Mrs Malkin's Robes for All Occasions
« Mais vous êtes bien sûre que ce sera prêt à temps ? » Amelia inspira profondément, mais subtilement, et répondit avec un sourire : « Oui, Mr Johns. Votre événement est en février. Je n’ai besoin que de deux semaines. » Il baissa les yeux vers sa bedaine, et les releva, inquiet. « Oui, Amelia, j’entends... » Elle se crispa à la mention de son prénom, mais ne fit aucun commentaire. Serait-elle encore Amelia aux yeux des clients jusqu’à ses soixante-dix ans, ou deviendrait-elle un jour enfin Miss Malkin ? « Mais, comme vous voyez, il y a beaucoup à faire... » Elle posa les mains sur ses hanches et se cacha derrière son comptoir. Peut-être espérait-elle qu’un peu de patience se cachait en ses tiroirs ? « Il s’agit simplement d’ajouter un peu de tour de taille à votre veston, Mr Johns. Ce n’est rien de bien sorcier, et je vous assure que tout sera prêt pour vos noces d’or. » Il hocha frénétiquement la tête. « D’accord… d’accord, si vous le dites. » Derrière lui, la porte retentit de sa clochette, et Amelia jeta un coup d’oeil au nouveau venu. Le client se promena un peu entre les cintres, comme s’il attendait son tour. Elle serait brève. Il fallait en finir avec cette transaction, ça en devenait pénible.

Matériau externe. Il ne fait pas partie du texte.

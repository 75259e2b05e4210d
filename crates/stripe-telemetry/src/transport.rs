//! HTTP transport for telemetry events
//!
//! [`HttpTransport`] performs the network call. [`InstrumentedTransport`]
//! decorates any [`Transport`] and, in verbose mode, logs each request and
//! response before handing the response back unchanged.

use async_trait::async_trait;
use reqwest::header::HeaderMap;
use reqwest::{Client, Request, StatusCode};
use std::borrow::Cow;
use std::time::Duration;

use crate::error::TelemetryError;

/// Time allowed to establish the TCP connection
pub const CONNECT_TIMEOUT: Duration = Duration::from_secs(30);

/// TCP keep-alive interval
pub const KEEP_ALIVE_INTERVAL: Duration = Duration::from_secs(30);

/// Time allowed for the TLS handshake once connected
pub const TLS_HANDSHAKE_TIMEOUT: Duration = Duration::from_secs(10);

const LOG_TARGET: &str = "stripe_telemetry::transport";

/// Response to a telemetry request, fully read
#[derive(Debug, Clone, PartialEq, Eq)]
pub struct EventResponse {
    pub status: StatusCode,
    pub headers: HeaderMap,
    pub body: Vec<u8>,
}

impl EventResponse {
    pub fn is_success(&self) -> bool {
        self.status.is_success()
    }

    /// Body as text, with invalid UTF-8 replaced
    pub fn text(&self) -> Cow<'_, str> {
        String::from_utf8_lossy(&self.body)
    }
}

/// Executes a single request. Implementations must not retry.
#[async_trait]
pub trait Transport: Send + Sync {
    async fn execute(&self, request: Request) -> Result<EventResponse, TelemetryError>;
}

/// Network transport backed by `reqwest`.
///
/// Proxies are resolved from `HTTP_PROXY`, `HTTPS_PROXY` and `NO_PROXY`.
#[derive(Debug, Clone)]
pub struct HttpTransport {
    client: Client,
}

impl HttpTransport {
    pub fn new() -> Result<Self, TelemetryError> {
        // reqwest's connect timeout spans both the dial and the TLS handshake
        let client = Client::builder()
            .connect_timeout(CONNECT_TIMEOUT + TLS_HANDSHAKE_TIMEOUT)
            .tcp_keepalive(KEEP_ALIVE_INTERVAL)
            .build()?;

        Ok(Self { client })
    }
}

#[async_trait]
impl Transport for HttpTransport {
    async fn execute(&self, request: Request) -> Result<EventResponse, TelemetryError> {
        let response = self.client.execute(request).await?;

        let status = response.status();
        let headers = response.headers().clone();
        let body = response.bytes().await?.to_vec();

        Ok(EventResponse {
            status,
            headers,
            body,
        })
    }
}

/// Transport decorator that optionally logs traffic
#[derive(Debug, Clone)]
pub struct InstrumentedTransport<T = HttpTransport> {
    inner: T,
    verbose: bool,
}

impl InstrumentedTransport<HttpTransport> {
    /// Wrap a freshly configured [`HttpTransport`]
    pub fn new(verbose: bool) -> Result<Self, TelemetryError> {
        Ok(Self::wrap(HttpTransport::new()?, verbose))
    }
}

impl<T: Transport> InstrumentedTransport<T> {
    pub fn wrap(inner: T, verbose: bool) -> Self {
        Self { inner, verbose }
    }

    pub fn is_verbose(&self) -> bool {
        self.verbose
    }

    fn log_request(request: &Request) {
        let body = request
            .body()
            .and_then(|body| body.as_bytes())
            .map(String::from_utf8_lossy)
            .unwrap_or_default();

        tracing::info!(
            target: LOG_TARGET,
            method = %request.method(),
            url = %request.url(),
            headers = ?request.headers(),
            body = %body,
            "telemetry request"
        );
    }

    fn log_response(response: &EventResponse) {
        tracing::info!(
            target: LOG_TARGET,
            status = %response.status,
            headers = ?response.headers,
            body = %response.text(),
            "telemetry response"
        );
    }
}

#[async_trait]
impl<T: Transport> Transport for InstrumentedTransport<T> {
    async fn execute(&self, request: Request) -> Result<EventResponse, TelemetryError> {
        if !self.verbose {
            return self.inner.execute(request).await;
        }

        Self::log_request(&request);
        let result = self.inner.execute(request).await;
        match &result {
            Ok(response) => Self::log_response(response),
            Err(err) => tracing::info!(target: LOG_TARGET, error = %err, "telemetry request failed"),
        }
        result
    }
}

#[cfg(test)]
mod tests {
    use super::*;
    use crate::test_support::{LogBuffer, StubTransport};
    use reqwest::header::{HeaderValue, CONTENT_TYPE};
    use reqwest::Method;

    fn request() -> Request {
        let mut request = Request::new(Method::POST, "https://r.stripe.com/0".parse().unwrap());
        request.headers_mut().insert(
            CONTENT_TYPE,
            HeaderValue::from_static("application/x-www-form-urlencoded"),
        );
        *request.body_mut() = Some("event_name=login".into());
        request
    }

    async fn execute_logged(verbose: bool) -> (EventResponse, String) {
        let logs = LogBuffer::default();
        let subscriber = tracing_subscriber::fmt()
            .with_writer(logs.clone())
            .with_ansi(false)
            .with_max_level(tracing::Level::TRACE)
            .finish();
        let _guard = tracing::subscriber::set_default(subscriber);

        let transport = InstrumentedTransport::wrap(StubTransport::with_body(200, "ok"), verbose);
        let response = transport.execute(request()).await.unwrap();
        (response, logs.contents())
    }

    #[test]
    fn test_timeouts() {
        assert_eq!(CONNECT_TIMEOUT, Duration::from_secs(30));
        assert_eq!(KEEP_ALIVE_INTERVAL, Duration::from_secs(30));
        assert_eq!(TLS_HANDSHAKE_TIMEOUT, Duration::from_secs(10));
    }

    #[test]
    fn test_http_transport_builds() {
        assert!(HttpTransport::new().is_ok());
        assert!(!InstrumentedTransport::new(false).unwrap().is_verbose());
    }

    #[tokio::test]
    async fn test_verbose_logs_request_and_response() {
        let (_, logs) = execute_logged(true).await;

        assert!(logs.contains("telemetry request"), "logs: {logs}");
        assert!(logs.contains("https://r.stripe.com/0"));
        assert!(logs.contains("event_name=login"));
        assert!(logs.contains("content-type"));
        assert!(logs.contains("application/x-www-form-urlencoded"));
        assert!(logs.contains("telemetry response"));
        assert!(logs.contains("200 OK"));
    }

    #[tokio::test]
    async fn test_quiet_mode_logs_nothing() {
        let (_, logs) = execute_logged(false).await;
        assert!(logs.is_empty(), "unexpected logs: {logs}");
    }

    #[tokio::test]
    async fn test_both_modes_return_identical_responses() {
        let (verbose, _) = execute_logged(true).await;
        let (quiet, _) = execute_logged(false).await;

        assert_eq!(verbose, quiet);
        assert_eq!(quiet.text(), "ok");
    }

    #[tokio::test]
    async fn test_decorator_calls_inner_once() {
        let stub = StubTransport::with_body(204, "");
        let transport = InstrumentedTransport::wrap(stub.clone(), true);
        transport.execute(request()).await.unwrap();

        assert_eq!(stub.calls(), 1);
    }
}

« …—lle l’apprend, vous comprendrez qu’elle va énormément m’en vouloir... » « Mmh ? fit la jeune femme, déconcentrée. » « Ma femme. Si elle apprend que j’ai tant grossi, elle m’en voudra pour toujours… vous voyez, je suis au risque de diabète, et mon cholestérol est assez haut aussi, donc— »  « Je vous enverrai une notice en prétendant être votre nettoyeur. Ça vous va ? » Le visage du bonhomme s’illumina, et il prit la main d’Amelia qui trainait sur le comptoir. « Ah, merci beaucoup ! Oui, oui c’est parfait ! » Et enfin, il attrapa son attaché-caisse, posa une main sur la poignée et prit la porte.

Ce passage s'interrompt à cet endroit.